**Problem requirements:** Lines from the listing that hold the string "clap" are what you should return.
══ Data shown ══
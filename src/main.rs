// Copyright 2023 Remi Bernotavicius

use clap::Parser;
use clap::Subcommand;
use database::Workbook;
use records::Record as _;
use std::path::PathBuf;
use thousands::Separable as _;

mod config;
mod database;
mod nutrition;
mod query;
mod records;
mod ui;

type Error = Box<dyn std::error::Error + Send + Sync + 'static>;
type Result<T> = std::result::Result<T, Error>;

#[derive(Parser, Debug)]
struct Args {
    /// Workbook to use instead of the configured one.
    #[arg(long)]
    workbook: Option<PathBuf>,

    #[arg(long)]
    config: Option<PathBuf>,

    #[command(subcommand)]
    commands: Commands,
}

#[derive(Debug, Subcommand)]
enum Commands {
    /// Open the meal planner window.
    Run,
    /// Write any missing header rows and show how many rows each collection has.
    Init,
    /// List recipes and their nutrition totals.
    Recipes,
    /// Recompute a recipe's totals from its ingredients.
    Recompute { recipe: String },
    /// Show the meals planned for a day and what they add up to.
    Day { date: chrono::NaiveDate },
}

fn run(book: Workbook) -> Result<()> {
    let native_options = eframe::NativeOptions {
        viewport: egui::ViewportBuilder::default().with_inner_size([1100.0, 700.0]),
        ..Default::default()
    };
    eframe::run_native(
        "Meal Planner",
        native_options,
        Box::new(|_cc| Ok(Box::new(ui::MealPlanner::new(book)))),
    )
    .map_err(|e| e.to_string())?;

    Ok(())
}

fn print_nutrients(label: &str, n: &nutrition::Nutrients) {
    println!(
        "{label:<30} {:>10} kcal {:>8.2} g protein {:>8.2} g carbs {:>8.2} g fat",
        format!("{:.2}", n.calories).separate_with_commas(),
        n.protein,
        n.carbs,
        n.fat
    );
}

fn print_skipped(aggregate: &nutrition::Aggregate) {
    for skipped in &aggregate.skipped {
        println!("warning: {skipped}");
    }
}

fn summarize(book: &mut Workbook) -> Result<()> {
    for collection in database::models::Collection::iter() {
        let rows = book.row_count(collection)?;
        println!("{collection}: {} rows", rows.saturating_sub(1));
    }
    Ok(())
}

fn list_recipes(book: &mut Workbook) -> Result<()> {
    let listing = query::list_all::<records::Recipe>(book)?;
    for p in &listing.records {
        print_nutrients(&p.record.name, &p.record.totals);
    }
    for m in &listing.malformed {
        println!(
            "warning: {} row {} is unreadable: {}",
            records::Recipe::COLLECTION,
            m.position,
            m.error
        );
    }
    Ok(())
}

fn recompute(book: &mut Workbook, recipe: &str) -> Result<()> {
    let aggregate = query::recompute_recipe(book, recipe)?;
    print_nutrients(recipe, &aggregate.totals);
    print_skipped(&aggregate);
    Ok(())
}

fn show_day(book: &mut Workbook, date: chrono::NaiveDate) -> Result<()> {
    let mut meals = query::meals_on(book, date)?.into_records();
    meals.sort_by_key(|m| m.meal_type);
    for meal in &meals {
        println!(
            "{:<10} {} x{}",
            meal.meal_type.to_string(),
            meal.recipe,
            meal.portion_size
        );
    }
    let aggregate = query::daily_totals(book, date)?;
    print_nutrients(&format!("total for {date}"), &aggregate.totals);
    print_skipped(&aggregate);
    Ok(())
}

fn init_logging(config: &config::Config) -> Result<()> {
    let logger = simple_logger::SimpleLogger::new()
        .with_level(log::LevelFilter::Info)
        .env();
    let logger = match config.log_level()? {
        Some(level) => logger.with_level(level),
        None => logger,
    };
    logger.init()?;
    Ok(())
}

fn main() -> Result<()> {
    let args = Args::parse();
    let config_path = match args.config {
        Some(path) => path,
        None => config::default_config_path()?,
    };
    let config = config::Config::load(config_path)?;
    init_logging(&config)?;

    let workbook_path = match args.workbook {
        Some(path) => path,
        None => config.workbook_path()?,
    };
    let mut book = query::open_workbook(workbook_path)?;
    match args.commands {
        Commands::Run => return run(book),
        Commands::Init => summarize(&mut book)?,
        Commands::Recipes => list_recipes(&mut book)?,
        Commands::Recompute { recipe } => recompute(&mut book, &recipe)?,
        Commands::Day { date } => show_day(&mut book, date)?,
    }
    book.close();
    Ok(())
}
═══
══ Data shown ══
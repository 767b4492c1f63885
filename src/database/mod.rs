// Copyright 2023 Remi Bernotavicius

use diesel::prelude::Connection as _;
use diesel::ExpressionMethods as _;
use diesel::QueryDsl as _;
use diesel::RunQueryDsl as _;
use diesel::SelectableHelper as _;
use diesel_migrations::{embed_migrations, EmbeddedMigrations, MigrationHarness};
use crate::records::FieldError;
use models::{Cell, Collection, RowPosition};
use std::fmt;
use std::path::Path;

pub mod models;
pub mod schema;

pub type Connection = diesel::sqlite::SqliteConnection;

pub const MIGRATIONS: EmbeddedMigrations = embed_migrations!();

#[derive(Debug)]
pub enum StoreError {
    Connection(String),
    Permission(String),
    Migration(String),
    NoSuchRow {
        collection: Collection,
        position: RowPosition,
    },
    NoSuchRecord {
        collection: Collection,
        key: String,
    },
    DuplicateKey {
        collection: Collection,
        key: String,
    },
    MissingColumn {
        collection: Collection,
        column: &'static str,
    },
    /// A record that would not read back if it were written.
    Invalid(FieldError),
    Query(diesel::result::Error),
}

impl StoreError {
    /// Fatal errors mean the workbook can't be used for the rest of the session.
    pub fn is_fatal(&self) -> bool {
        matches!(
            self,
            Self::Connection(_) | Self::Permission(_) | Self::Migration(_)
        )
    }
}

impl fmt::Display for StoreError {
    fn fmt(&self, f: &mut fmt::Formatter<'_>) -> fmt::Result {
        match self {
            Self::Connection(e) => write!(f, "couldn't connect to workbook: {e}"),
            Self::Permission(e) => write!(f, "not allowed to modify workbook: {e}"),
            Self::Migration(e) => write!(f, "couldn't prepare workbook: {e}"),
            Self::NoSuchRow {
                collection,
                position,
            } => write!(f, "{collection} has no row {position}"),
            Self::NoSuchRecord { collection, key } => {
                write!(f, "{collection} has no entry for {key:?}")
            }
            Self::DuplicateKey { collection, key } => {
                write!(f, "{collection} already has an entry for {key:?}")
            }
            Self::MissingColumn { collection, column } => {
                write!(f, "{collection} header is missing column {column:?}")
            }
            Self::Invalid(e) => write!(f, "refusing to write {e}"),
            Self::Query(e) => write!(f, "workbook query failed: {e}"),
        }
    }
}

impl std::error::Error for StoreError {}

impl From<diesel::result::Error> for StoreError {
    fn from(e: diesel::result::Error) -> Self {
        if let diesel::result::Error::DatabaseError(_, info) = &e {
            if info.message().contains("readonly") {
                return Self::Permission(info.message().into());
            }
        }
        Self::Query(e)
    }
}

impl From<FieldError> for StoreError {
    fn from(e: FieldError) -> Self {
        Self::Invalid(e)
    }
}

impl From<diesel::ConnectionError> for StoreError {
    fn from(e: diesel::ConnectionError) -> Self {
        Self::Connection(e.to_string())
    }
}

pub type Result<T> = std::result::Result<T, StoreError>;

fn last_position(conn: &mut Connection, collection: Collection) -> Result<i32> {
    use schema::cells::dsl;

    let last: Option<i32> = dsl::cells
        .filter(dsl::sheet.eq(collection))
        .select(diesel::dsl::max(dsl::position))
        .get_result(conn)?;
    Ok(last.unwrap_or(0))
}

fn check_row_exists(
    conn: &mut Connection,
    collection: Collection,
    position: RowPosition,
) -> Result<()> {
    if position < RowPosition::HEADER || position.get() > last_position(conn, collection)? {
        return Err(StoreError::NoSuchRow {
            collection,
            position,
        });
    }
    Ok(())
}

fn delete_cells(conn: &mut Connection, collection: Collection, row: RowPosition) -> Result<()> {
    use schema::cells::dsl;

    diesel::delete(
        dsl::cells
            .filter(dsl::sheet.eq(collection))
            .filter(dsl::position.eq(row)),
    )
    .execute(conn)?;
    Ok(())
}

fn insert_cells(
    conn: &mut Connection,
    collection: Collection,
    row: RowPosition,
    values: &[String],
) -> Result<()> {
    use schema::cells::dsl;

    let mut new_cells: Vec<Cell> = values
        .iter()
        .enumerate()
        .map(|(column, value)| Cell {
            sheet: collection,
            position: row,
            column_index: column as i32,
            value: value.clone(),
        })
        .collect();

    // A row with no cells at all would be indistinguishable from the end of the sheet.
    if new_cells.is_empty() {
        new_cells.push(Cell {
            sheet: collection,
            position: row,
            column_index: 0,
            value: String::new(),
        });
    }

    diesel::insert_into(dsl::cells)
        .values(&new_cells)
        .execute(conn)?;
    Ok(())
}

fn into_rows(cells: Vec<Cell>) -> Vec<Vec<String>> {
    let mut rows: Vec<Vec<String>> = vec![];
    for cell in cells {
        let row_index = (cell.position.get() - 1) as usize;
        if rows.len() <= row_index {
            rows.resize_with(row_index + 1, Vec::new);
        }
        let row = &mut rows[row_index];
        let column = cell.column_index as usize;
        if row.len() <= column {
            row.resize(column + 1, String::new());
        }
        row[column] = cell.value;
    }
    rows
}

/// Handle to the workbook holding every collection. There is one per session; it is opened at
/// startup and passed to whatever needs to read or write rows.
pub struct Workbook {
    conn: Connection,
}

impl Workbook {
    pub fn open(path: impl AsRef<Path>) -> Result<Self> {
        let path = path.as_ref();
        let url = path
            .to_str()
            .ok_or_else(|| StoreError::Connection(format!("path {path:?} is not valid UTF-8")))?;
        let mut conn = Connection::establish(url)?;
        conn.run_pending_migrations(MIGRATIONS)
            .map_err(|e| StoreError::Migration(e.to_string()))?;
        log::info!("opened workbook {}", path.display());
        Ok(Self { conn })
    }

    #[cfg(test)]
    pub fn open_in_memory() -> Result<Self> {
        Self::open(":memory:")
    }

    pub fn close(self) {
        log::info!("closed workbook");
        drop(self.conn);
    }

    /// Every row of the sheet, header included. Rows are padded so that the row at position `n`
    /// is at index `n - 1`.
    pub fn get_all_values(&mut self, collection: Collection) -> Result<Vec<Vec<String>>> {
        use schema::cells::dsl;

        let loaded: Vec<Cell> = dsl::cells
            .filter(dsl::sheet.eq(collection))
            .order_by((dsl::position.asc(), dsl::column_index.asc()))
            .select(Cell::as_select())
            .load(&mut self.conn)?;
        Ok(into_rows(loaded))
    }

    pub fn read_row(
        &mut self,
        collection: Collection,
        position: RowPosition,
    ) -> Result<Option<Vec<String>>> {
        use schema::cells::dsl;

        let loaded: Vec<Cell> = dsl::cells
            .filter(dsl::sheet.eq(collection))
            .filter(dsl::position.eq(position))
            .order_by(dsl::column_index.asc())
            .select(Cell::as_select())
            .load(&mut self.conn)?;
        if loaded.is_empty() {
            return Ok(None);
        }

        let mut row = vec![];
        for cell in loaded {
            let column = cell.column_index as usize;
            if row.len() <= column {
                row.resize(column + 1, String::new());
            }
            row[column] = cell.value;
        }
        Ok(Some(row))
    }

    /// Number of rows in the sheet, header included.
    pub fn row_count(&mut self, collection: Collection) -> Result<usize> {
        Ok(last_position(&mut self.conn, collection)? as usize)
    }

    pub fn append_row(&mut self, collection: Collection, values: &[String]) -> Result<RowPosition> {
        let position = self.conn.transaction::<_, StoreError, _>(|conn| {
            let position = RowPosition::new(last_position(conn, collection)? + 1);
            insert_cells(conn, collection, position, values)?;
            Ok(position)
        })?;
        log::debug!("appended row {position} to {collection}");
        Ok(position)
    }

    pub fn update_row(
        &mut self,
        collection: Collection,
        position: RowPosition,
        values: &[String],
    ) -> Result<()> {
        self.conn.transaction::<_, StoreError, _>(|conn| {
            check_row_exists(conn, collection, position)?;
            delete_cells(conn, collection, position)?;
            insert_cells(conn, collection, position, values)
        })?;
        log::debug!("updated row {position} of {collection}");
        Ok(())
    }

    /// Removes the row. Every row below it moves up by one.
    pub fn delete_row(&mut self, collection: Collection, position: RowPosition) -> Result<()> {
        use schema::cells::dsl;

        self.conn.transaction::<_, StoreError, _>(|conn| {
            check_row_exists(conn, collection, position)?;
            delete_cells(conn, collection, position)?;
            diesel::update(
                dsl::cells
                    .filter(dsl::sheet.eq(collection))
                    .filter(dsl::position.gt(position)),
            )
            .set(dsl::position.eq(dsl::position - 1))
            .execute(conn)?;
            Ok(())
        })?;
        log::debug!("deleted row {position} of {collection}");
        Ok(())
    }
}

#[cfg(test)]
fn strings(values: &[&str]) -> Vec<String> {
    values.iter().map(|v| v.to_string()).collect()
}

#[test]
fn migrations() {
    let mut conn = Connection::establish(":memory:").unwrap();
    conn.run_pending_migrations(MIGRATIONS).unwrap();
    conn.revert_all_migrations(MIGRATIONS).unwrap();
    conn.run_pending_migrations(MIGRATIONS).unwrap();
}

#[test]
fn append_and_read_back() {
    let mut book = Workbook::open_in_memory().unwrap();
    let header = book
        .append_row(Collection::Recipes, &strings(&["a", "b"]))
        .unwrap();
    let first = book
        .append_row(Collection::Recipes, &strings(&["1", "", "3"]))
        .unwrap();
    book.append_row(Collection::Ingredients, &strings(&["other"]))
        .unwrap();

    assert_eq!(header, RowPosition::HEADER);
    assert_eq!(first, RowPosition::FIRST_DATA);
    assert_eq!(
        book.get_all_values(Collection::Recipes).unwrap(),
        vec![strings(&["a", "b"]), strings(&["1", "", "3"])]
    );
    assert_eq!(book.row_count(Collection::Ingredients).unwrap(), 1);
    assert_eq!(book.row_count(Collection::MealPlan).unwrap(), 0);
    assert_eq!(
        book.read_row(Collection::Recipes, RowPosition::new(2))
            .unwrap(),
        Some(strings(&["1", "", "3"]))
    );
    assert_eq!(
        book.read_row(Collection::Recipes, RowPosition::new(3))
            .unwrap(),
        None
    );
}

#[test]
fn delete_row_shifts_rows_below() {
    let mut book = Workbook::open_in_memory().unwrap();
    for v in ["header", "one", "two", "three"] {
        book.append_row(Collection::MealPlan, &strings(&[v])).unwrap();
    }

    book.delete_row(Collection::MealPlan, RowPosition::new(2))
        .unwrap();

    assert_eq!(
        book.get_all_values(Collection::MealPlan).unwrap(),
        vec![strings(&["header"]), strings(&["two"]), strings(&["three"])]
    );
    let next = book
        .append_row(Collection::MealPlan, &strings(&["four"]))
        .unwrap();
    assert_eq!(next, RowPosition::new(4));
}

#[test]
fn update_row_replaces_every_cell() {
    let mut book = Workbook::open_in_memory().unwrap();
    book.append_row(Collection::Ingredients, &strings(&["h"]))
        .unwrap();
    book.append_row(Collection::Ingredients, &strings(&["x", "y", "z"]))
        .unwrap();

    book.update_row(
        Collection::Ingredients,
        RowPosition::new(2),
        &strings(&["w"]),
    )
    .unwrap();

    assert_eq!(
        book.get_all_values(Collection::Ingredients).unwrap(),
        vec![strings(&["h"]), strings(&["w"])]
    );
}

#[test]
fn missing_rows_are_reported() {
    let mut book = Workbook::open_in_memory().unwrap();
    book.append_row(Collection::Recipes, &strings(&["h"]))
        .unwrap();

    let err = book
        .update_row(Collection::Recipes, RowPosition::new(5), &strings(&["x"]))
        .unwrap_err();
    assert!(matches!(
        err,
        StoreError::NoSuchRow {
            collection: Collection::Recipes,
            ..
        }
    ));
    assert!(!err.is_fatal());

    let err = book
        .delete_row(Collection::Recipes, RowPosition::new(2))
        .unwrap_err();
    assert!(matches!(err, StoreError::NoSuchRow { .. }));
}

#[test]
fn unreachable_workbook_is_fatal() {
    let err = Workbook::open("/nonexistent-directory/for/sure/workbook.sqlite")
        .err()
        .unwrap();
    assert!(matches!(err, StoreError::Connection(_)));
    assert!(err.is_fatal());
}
═══
**Worked solution:**
use clap::Parser;
use clap::Subcommand;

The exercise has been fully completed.